Short Communication - International Journal of Pure and Applied Zoology (2022) Volume 10, Issue 11
ECOLOGICAL STATUS OF WATER LAKE (KANMAI) IN AND AROUND KADAICHANENTHAL AT MADURAI DISTRICT, TAMIL NADU, INDIA: A PRELIMINARY STUDY
Department of Clinical Development Service Agency, Translational Health Science and Technology Institute Building (THSTI), Faridabad-121001, India
- Corresponding Author:
- Selvaraj Selvamurugan
Department of Clinical Development Service Agency
Translational Health Science and Technology Institute Building (THSTI)
E-mail: [email protected]
Received: 13-Oct-2022, Manuscript No. IJPAZ-22-76928; Editor assigned: 14-Oct-2022, PreQC No. IJPAZ-22-76928(PQ); Reviewed: 28-Oct-2022, QC No. IJPAZ-22-76928; Revised: 03-Nov-2022, Manuscript No. IJPAZ-22-76928(R); Published: 10-Nov-2022, DOI: 10.35841/2320-9585-10.11.154
In present study carried out the butterflies’ 34 species and 5 families, Birds 24 species, 5 order and 13 families and Dragonfly 13 species and 3 families is recorded. The present study location is also facing tremendous conservation challenges by the impact of anthropogenic alteration of the habitats in and around the lake. In this paper showing a baseline data of butterfly, birds and Odonatas.
Lepidoptera, Odonata, Avifauna, Diversity, Lake Ecology, Wetlands.

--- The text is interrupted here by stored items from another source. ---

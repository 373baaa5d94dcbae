use tracing::debug;

use crate::error::Result;
use crate::manager::Manager;
use crate::models::node::Node;

use super::{NodeDefinition, TreeConfig};

/// Collects node definitions into a fresh `Manager`, then builds the tree.
#[derive(Debug, Default)]
pub struct TreeBuilder {
    manager: Manager,
}

impl TreeBuilder {
    pub fn new() -> Self {
        Self::default()
    }

    pub fn from_config(config: &TreeConfig) -> Result<Self> {
        let mut builder = Self::new();
        for definition in &config.nodes {
            builder.add(definition)?;
        }
        Ok(builder)
    }

    pub fn add(&mut self, definition: &NodeDefinition) -> Result<&mut Self> {
        self.add_node(definition.build()?)
    }

    pub fn add_node(&mut self, node: Node) -> Result<&mut Self> {
        debug!(node = %node.identifier(), "node defined");
        self.manager.register_node(node)?;
        Ok(self)
    }

    /// Link the tree and register dependencies.
    ///
    /// # Errors
    /// Any configuration error found while building.
    pub fn build(mut self) -> Result<Manager> {
        self.manager.build_tree()?;
        Ok(self.manager)
    }
}
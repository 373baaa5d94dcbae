//! Loading and validating tree files

use watchtree::config::{load_tree_file, TreeBuilder};
use watchtree::error::{Error, Relation};

use super::helpers::{build_manager, write_tree, DATACENTER_TREE};

#[test]
fn test_datacenter_tree_builds() {
    let manager = build_manager(DATACENTER_TREE);

    let dc1_children: Vec<&str> = manager.node("dc1").unwrap().children().collect();
    assert_eq!(dc1_children, vec!["dc1-db", "dc1-web"]);
    assert_eq!(manager.node("dc1-nginx").unwrap().parent(), Some("dc1-web"));
    assert_eq!(manager.root().subscriptions().count(), 2);
}

#[test]
fn test_yaml_tree_file() {
    let (_dir, path) = write_tree(
        "node:\n  - identifier: web1\n    type: host\n  - identifier: app\n    parent: web1\n",
        "tree.yaml",
    );
    let config = load_tree_file(&path).unwrap();
    let manager = TreeBuilder::from_config(&config).unwrap().build().unwrap();
    assert_eq!(manager.node("app").unwrap().parent(), Some("web1"));
    assert_eq!(manager.node("web1").unwrap().node_type, "host");
}

#[test]
fn test_dependency_on_ancestor_is_configuration_error() {
    let (_dir, path) = write_tree(
        r#"
[[node]]
identifier = "web1"

[[node]]
identifier = "nginx"
parent = "web1"
dependencies = { identifiers = ["web1"] }
"#,
        "tree.toml",
    );
    let config = load_tree_file(&path).unwrap();
    let err = TreeBuilder::from_config(&config)
        .unwrap()
        .build()
        .unwrap_err();

    assert!(err.is_configuration());
    assert_eq!(
        err,
        Error::DependencyCycle {
            node: "nginx".to_string(),
            dependency: "web1".to_string(),
            relation: Relation::Ancestor,
        }
    );
}

#[test]
fn test_duplicate_definition_rejected() {
    let (_dir, path) = write_tree(
        "[[node]]\nidentifier = \"web1\"\n\n[[node]]\nidentifier = \"web1\"\n",
        "tree.toml",
    );
    let config = load_tree_file(&path).unwrap();
    let err = TreeBuilder::from_config(&config).unwrap_err();
    assert!(matches!(err, Error::DuplicateNode { .. }));
}
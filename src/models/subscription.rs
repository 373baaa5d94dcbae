//! Standing registrations for events matching a type and criteria.

use std::sync::Arc;

use uuid::Uuid;

use crate::models::criteria::{self, Criteria};
use crate::models::event::{Event, EventKind};

/// User callback invoked with each matching event.
pub type Callback = Arc<dyn Fn(&Event) + Send + Sync>;

/// Where a matching event is delivered.
#[derive(Clone)]
pub enum Sink {
    Callback(Callback),
    /// Run `handle_event` on the named node. Used for secondary dependencies.
    Dependent(String),
}

impl std::fmt::Debug for Sink {
    fn fmt(&self, f: &mut std::fmt::Formatter<'_>) -> std::fmt::Result {
        match self {
            Sink::Callback(_) => f.write_str("Callback(..)"),
            Sink::Dependent(identifier) => f.debug_tuple("Dependent").field(identifier).finish(),
        }
    }
}

#[derive(Debug, Clone)]
pub struct Subscription {
    pub id: String,
    /// `None` matches every event type
    pub event_type: Option<EventKind>,
    pub criteria: Criteria,
    pub negative_criteria: Criteria,
    pub sink: Sink,
}

impl Subscription {
    pub fn new(
        event_type: Option<EventKind>,
        criteria: Criteria,
        negative_criteria: Criteria,
        sink: Sink,
    ) -> Self {
        Self {
            id: Uuid::new_v4().to_string(),
            event_type,
            criteria,
            negative_criteria,
            sink,
        }
    }

    /// Whether `event` should be delivered through this subscription.
    ///
    /// Criteria are checked against the event's node snapshot; events without
    /// a node only have to pass the type filter.
    pub fn matches(&self, event: &Event) -> bool {
        if self.event_type.is_some_and(|kind| kind != event.kind) {
            return false;
        }

        let Some(node) = &event.node else {
            return true;
        };

        criteria::matches(node, &self.criteria)
            && (self.negative_criteria.is_empty()
                || !criteria::matches(node, &self.negative_criteria))
    }

    /// The node whose `handle_event` this subscription drives, if any.
    pub fn dependent(&self) -> Option<&str> {
        match &self.sink {
            Sink::Dependent(identifier) => Some(identifier),
            Sink::Callback(_) => None,
        }
    }
}

#[cfg(test)]
mod tests {
    use super::*;
    use crate::models::event::NodeSnapshot;
    use crate::models::node::Status;
    use serde_json::{json, Map, Value};
    use std::collections::BTreeSet;

    fn map(value: Value) -> Criteria {
        match value {
            Value::Object(map) => map,
            _ => Map::new(),
        }
    }

    fn event(kind: EventKind, identifier: &str, tags: &[&str]) -> Event {
        let node = NodeSnapshot {
            identifier: identifier.to_string(),
            parent: None,
            node_type: "service".to_string(),
            status: Status::Down,
            tags: tags.iter().map(|t| t.to_string()).collect::<BTreeSet<_>>(),
            properties: Map::new(),
        };
        Event::new(kind, Some(node), json!({}))
    }

    fn subscription(event_type: Option<EventKind>, criteria: Value, negative: Value) -> Subscription {
        Subscription::new(
            event_type,
            map(criteria),
            map(negative),
            Sink::Dependent("watcher".to_string()),
        )
    }

    #[test]
    fn test_untyped_subscription_matches_any_type() {
        let sub = subscription(None, json!({}), json!({}));
        assert!(sub.matches(&event(EventKind::Down, "db1", &[])));
        assert!(sub.matches(&event(EventKind::Update, "db1", &[])));
    }

    #[test]
    fn test_event_type_filter() {
        let sub = subscription(Some(EventKind::Down), json!({}), json!({}));
        assert!(sub.matches(&event(EventKind::Down, "db1", &[])));
        assert!(!sub.matches(&event(EventKind::Up, "db1", &[])));
    }

    #[test]
    fn test_positive_and_negative_criteria() {
        let sub = subscription(None, json!({"tag": "db"}), json!({"tag": "staging"}));
        assert!(sub.matches(&event(EventKind::Down, "db1", &["db"])));
        assert!(!sub.matches(&event(EventKind::Down, "db2", &["db", "staging"])));
        assert!(!sub.matches(&event(EventKind::Down, "web1", &["web"])));
    }

    #[test]
    fn test_event_without_node_passes_criteria() {
        let sub = subscription(None, json!({"tag": "db"}), json!({}));
        assert!(sub.matches(&Event::new(EventKind::Update, None, json!({}))));
    }

    #[test]
    fn test_ids_are_unique_and_dependent_exposed() {
        let a = subscription(None, json!({}), json!({}));
        let b = subscription(None, json!({}), json!({}));
        assert_ne!(a.id, b.id);
        assert_eq!(a.dependent(), Some("watcher"));
    }
}
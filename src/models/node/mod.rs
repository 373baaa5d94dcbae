mod merge;
mod methods;
mod transitions;
mod types;
mod update;


pub use merge::{merge_properties, record_delta, PropertyChange};
pub use transitions::Trigger;
pub use types::{Node, NodeState, Properties, QuietedReason, Status};
pub use update::{ACK_KEY, ERROR_KEY};
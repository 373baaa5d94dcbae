//! Identifier validation for nodes declared in tree files or grafted at runtime.

use std::sync::OnceLock;

use regex::Regex;

use crate::error::{Error, Result};

/// Maximum allowed length for node identifiers.
pub const MAX_IDENTIFIER_LENGTH: usize = 128;

fn identifier_pattern() -> &'static Regex {
    static PATTERN: OnceLock<Regex> = OnceLock::new();
    PATTERN.get_or_init(|| Regex::new(r"^\w[\w-]*$").expect("identifier pattern is valid"))
}

/// Validates that an identifier is usable as a node identifier.
///
/// An identifier is valid if:
/// - It is not empty
/// - It is no longer than MAX_IDENTIFIER_LENGTH characters
/// - It starts with a word character and continues with word characters or dashes
///
/// # Examples
///
/// ```
/// use watchtree::validation::validate_identifier;
///
/// assert!(validate_identifier("host1-nginx").is_ok());
/// assert!(validate_identifier("-leading-dash").is_err());
/// assert!(validate_identifier("a.b").is_err());
/// ```
pub fn validate_identifier(identifier: &str) -> Result<()> {
    let invalid = |reason: String| Error::InvalidIdentifier {
        identifier: identifier.to_string(),
        reason,
    };

    if identifier.is_empty() {
        return Err(invalid("identifier cannot be empty".to_string()));
    }

    if identifier.len() > MAX_IDENTIFIER_LENGTH {
        return Err(invalid(format!(
            "too long: {} characters (max {MAX_IDENTIFIER_LENGTH})",
            identifier.len()
        )));
    }

    if !identifier_pattern().is_match(identifier) {
        return Err(invalid(
            "use word characters and dashes, starting with a word character".to_string(),
        ));
    }

    Ok(())
}

/// Clap value parser for validating identifier arguments.
pub fn clap_identifier_validator(s: &str) -> std::result::Result<String, String> {
    validate_identifier(s).map_err(|e| e.to_string())?;
    Ok(s.to_string())
}
//! Event propagation through a loaded tree

use serde_json::json;

use watchtree::{EventKind, QuietedReason, Status};

use super::helpers::{build_manager, props, record, record_root, seen, DATACENTER_TREE};

#[test]
fn test_going_down_scenario() {
    let mut manager = build_manager(DATACENTER_TREE);
    let at_root = record_root(&mut manager);

    let events = manager
        .update_node("dc1-web", props(json!({"error": "timeout"})))
        .unwrap();

    let kinds: Vec<EventKind> = events.iter().map(|e| e.kind).collect();
    assert_eq!(kinds, vec![EventKind::Down, EventKind::Update, EventKind::Delta]);
    assert_eq!(
        events[2].payload,
        json!({"status": ["unknown", "down"], "error": [null, "timeout"]})
    );

    let nginx = manager.node("dc1-nginx").unwrap();
    assert_eq!(nginx.status, Status::Quieted);
    assert_eq!(
        nginx.quieted_reason(QuietedReason::Primary),
        Some("parent dc1-web is down")
    );

    let root_seen = seen(&at_root);
    assert!(root_seen.contains(&(EventKind::Quieted, "dc1-nginx".to_string())));
    assert!(root_seen.contains(&(EventKind::Down, "dc1-web".to_string())));
}

#[test]
fn test_sibling_subtree_sees_nothing() {
    let mut manager = build_manager(DATACENTER_TREE);
    let at_dc1 = record(&mut manager, "dc1", None);
    let at_dc2 = record(&mut manager, "dc2", None);

    manager
        .update_node("dc1-web", props(json!({"error": "timeout"})))
        .unwrap();

    assert!(!seen(&at_dc1).is_empty());
    assert!(seen(&at_dc2).is_empty());
    assert_eq!(manager.node("dc2-db").unwrap().status, Status::Unknown);
}

#[test]
fn test_any_dependency_across_datacenters() {
    let mut manager = build_manager(DATACENTER_TREE);
    let quieted = record_root(&mut manager);

    manager
        .update_node("dc1-db", props(json!({"error": "refused"})))
        .unwrap();
    assert_eq!(manager.node("dc1-nginx").unwrap().status, Status::Unknown);

    manager
        .update_node("dc2-db", props(json!({"error": "refused"})))
        .unwrap();
    let nginx = manager.node("dc1-nginx").unwrap();
    assert_eq!(nginx.status, Status::Quieted);
    let reason = nginx.quieted_reason(QuietedReason::Secondary).unwrap();
    assert!(reason.starts_with("dc1-db, dc2-db are all unavailable as of"));
    assert!(seen(&quieted).contains(&(EventKind::Quieted, "dc1-nginx".to_string())));

    manager.update_node("dc2-db", props(json!({}))).unwrap();
    let nginx = manager.node("dc1-nginx").unwrap();
    assert_eq!(nginx.status, Status::Unknown);
    assert!(nginx.quieted_reasons.is_empty());
}

#[test]
fn test_ack_and_recovery_cycle() {
    let mut manager = build_manager(DATACENTER_TREE);
    let acked = record_root(&mut manager);

    manager
        .update_node("dc1-db", props(json!({"error": "refused"})))
        .unwrap();
    manager
        .update_node(
            "dc1-db",
            props(json!({"ack": {"message": "restoring backup", "sender": "oncall"}})),
        )
        .unwrap();

    let db = manager.node("dc1-db").unwrap();
    assert_eq!(db.status, Status::Acked);
    assert_eq!(db.ack.as_ref().map(|a| a.sender.as_str()), Some("oncall"));
    assert!(seen(&acked).contains(&(EventKind::Acked, "dc1-db".to_string())));

    manager.update_node("dc1-db", props(json!({}))).unwrap();
    let db = manager.node("dc1-db").unwrap();
    assert_eq!(db.status, Status::Up);
    assert!(db.ack.is_none());
    assert!(db.error.is_none());
}

#[test]
fn test_typed_subscription_only_sees_its_type() {
    let mut manager = build_manager(DATACENTER_TREE);
    let downs = record(&mut manager, "dc1", Some(EventKind::Down));

    manager
        .update_node("dc1-web", props(json!({"error": "timeout", "load": 3})))
        .unwrap();
    manager.update_node("dc1-web", props(json!({}))).unwrap();

    assert_eq!(seen(&downs), vec![(EventKind::Down, "dc1-web".to_string())]);
}
//! `watchtree tree`: print the hierarchy with node statuses.
//!
//! ## Module Organization
//!
//! - `display`: Tree rendering
//! - `indicators`: Status indicators and ordering

mod display;
mod indicators;


use std::path::Path;

use anyhow::{bail, Result};

pub use display::{build_subtree_display, build_tree_display};
pub use indicators::{status_indicator, status_priority};

pub fn execute(path: &Path, node: Option<&str>, log_level: Option<&str>) -> Result<()> {
    let manager = super::load_and_build(path, log_level)?;
    let display = match node {
        Some(identifier) => match build_subtree_display(&manager, identifier) {
            Some(display) => display,
            None => bail!("Node not found: {identifier}"),
        },
        None => build_tree_display(&manager),
    };
    println!();
    println!("{display}");
    Ok(())
}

Aquatic ecosystems are important one which provide livelihoods for the millions of people who live around them. Man depends ponds for most of his needs like fishing, agriculture, irrigation, and other domestic purposes. Ponds are playing a very good role in rain harvesting, storage of water and regulation of ground water level. So in order to maintain the ground water level we must conserve ponds and pond habitat . The order Lepidoptera is divided into two suborders viz., Heterocera (Moths) and Rhopalocera (Butterflies). So far, about 1,57,424 species of Lepidoptera have been described globally . There are about 18,000 species of butterflies in the world and India has 1,501 species of butterflies . The Western Ghats harbours around 330 species of butterflies. The main causes for the decline of butterfly populations are deforestation, habitat destruction for urbanization, industrialization and agriculture causes changes in temperature, humidity and rainfall. Prevalence of unfavorable weather conditions often affect habitat suitability leading to local extinction of butterflies. Unfortunately developmental activities and resulting habitat fragmentation create threats to the survival of butterflies worldwide.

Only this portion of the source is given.